--- Work to complete ---
Taking the records line by line, how many lines contain the word "TripRow"? Answer with the number only.

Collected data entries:

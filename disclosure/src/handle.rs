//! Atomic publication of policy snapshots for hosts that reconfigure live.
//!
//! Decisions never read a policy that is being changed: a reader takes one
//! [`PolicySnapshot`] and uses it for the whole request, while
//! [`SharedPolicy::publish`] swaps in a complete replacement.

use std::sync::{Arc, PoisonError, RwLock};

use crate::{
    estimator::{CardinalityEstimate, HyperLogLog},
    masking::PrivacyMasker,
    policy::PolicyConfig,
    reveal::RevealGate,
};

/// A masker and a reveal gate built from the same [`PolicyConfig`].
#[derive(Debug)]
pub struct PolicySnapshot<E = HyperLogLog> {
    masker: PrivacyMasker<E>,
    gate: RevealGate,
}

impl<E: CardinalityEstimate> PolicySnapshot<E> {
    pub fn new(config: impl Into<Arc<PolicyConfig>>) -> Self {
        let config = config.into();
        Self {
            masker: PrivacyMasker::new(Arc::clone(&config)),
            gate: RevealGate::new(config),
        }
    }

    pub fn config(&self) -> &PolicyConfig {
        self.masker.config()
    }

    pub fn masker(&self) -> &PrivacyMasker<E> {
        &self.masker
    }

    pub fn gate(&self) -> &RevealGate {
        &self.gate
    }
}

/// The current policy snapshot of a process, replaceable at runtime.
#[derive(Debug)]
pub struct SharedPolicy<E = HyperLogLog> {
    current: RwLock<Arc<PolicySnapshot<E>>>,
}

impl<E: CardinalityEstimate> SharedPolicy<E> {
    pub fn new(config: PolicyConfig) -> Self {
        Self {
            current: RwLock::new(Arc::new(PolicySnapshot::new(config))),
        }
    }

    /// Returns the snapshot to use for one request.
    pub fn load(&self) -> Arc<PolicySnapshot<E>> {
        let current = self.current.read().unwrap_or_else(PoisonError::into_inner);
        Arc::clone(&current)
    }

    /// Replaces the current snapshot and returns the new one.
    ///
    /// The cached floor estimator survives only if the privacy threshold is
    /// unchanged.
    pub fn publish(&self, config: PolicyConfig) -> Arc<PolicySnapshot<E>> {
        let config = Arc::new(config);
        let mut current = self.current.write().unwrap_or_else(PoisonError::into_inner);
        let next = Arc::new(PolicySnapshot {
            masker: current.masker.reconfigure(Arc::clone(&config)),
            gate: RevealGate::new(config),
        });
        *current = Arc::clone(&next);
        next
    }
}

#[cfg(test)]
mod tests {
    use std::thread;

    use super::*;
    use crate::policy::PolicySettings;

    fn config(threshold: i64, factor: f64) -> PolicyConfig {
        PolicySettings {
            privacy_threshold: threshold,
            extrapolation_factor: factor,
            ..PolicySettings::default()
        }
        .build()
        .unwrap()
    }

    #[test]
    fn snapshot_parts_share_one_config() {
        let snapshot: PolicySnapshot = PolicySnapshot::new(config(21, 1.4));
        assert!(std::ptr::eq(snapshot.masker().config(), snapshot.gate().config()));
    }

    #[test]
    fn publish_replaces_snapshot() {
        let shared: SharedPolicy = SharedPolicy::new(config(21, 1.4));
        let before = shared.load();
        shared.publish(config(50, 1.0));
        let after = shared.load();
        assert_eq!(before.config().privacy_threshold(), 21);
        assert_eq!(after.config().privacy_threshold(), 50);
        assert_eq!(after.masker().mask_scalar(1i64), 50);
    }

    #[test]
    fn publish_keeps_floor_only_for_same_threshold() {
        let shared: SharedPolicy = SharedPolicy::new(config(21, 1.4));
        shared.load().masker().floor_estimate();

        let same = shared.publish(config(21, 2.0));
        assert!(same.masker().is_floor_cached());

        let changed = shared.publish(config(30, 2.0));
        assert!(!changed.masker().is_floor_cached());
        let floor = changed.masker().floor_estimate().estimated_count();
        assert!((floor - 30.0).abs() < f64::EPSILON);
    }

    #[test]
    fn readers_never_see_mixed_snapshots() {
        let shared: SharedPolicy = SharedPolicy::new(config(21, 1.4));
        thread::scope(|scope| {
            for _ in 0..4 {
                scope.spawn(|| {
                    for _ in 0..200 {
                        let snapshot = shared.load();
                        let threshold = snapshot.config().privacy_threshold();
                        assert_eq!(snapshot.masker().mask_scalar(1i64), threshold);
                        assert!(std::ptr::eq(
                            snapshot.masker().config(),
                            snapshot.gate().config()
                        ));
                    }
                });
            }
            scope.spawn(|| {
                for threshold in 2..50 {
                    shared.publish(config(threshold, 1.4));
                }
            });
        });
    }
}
---
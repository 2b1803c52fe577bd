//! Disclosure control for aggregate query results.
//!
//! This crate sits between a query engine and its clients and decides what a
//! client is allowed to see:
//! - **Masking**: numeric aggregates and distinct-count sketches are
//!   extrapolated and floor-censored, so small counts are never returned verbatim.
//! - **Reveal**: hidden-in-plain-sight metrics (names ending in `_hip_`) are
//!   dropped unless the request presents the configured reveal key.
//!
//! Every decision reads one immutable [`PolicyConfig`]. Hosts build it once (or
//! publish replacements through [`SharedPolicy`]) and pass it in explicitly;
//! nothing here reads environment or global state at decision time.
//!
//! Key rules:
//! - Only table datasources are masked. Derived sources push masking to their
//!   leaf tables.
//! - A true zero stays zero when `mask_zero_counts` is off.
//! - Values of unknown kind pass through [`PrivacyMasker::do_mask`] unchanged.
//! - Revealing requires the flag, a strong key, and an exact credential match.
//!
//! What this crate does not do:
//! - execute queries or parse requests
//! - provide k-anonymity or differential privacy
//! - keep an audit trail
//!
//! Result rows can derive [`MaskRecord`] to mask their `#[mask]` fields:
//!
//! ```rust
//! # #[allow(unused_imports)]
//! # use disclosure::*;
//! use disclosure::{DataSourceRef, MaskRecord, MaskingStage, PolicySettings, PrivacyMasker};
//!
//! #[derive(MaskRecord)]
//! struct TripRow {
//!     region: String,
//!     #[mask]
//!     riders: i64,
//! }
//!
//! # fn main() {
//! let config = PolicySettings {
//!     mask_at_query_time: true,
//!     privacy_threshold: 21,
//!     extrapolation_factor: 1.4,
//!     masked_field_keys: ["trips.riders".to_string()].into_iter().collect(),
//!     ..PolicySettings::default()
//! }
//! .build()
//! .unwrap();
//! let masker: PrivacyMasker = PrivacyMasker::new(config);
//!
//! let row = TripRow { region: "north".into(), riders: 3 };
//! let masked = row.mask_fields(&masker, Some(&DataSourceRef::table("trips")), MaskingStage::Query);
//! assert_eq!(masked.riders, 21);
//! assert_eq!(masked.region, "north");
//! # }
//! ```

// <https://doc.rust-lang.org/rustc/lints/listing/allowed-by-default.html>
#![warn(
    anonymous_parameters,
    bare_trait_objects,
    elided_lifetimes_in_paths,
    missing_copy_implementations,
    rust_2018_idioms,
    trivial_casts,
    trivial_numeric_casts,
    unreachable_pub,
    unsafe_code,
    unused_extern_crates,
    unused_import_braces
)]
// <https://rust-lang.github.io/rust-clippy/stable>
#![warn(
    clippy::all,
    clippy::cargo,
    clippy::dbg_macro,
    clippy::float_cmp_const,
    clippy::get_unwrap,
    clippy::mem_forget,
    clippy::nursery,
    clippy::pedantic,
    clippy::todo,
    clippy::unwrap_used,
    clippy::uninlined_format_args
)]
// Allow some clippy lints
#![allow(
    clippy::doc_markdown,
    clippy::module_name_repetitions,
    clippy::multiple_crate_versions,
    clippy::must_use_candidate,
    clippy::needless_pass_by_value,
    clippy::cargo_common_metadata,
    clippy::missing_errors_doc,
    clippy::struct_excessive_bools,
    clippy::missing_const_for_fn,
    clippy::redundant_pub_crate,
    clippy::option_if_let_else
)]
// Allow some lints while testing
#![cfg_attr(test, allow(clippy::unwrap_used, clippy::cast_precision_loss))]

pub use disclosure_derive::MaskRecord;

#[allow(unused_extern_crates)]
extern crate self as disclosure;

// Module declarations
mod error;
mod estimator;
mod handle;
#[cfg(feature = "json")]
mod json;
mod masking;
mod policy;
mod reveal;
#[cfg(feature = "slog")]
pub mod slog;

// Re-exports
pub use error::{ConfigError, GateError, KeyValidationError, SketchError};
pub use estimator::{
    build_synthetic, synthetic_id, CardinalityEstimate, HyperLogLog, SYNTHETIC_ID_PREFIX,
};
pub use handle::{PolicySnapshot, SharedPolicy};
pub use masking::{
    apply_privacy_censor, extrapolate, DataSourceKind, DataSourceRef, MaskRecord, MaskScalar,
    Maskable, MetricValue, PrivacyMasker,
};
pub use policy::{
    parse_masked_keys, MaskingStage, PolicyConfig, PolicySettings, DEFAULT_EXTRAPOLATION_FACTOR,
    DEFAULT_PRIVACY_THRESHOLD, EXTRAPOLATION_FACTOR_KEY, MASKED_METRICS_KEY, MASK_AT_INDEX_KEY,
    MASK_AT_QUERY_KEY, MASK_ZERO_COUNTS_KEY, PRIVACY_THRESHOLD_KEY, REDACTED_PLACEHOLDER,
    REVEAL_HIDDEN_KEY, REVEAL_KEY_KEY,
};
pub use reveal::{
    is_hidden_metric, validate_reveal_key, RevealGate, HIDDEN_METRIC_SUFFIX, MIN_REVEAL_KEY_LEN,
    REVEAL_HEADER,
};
==
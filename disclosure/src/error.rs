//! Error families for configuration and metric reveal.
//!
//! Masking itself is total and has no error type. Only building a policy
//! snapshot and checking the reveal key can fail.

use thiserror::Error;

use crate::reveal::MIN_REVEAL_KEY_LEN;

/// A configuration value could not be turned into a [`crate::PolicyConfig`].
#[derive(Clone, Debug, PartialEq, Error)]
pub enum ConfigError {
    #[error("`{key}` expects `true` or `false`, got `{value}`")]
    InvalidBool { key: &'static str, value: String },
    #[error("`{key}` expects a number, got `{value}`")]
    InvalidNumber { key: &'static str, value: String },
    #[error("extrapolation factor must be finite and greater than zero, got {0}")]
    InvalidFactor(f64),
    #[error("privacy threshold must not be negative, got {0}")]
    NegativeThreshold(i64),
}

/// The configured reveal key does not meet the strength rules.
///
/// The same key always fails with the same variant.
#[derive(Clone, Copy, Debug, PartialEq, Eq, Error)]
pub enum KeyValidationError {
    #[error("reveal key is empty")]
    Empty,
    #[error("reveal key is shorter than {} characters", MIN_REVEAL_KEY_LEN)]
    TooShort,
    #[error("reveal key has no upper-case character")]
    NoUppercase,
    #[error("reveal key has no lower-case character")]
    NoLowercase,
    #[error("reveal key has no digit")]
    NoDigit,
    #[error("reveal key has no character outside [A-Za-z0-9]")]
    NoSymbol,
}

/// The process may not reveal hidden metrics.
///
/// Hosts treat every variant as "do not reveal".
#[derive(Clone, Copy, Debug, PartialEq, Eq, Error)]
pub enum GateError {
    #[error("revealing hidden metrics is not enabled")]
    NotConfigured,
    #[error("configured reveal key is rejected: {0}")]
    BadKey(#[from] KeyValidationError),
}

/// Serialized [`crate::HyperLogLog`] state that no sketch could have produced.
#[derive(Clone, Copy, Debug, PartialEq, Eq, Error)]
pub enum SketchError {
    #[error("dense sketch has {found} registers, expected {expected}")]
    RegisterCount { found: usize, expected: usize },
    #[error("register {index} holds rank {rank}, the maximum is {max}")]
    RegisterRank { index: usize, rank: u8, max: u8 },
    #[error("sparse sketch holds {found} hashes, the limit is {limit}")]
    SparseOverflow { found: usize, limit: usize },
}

--- Exercise answer ---
2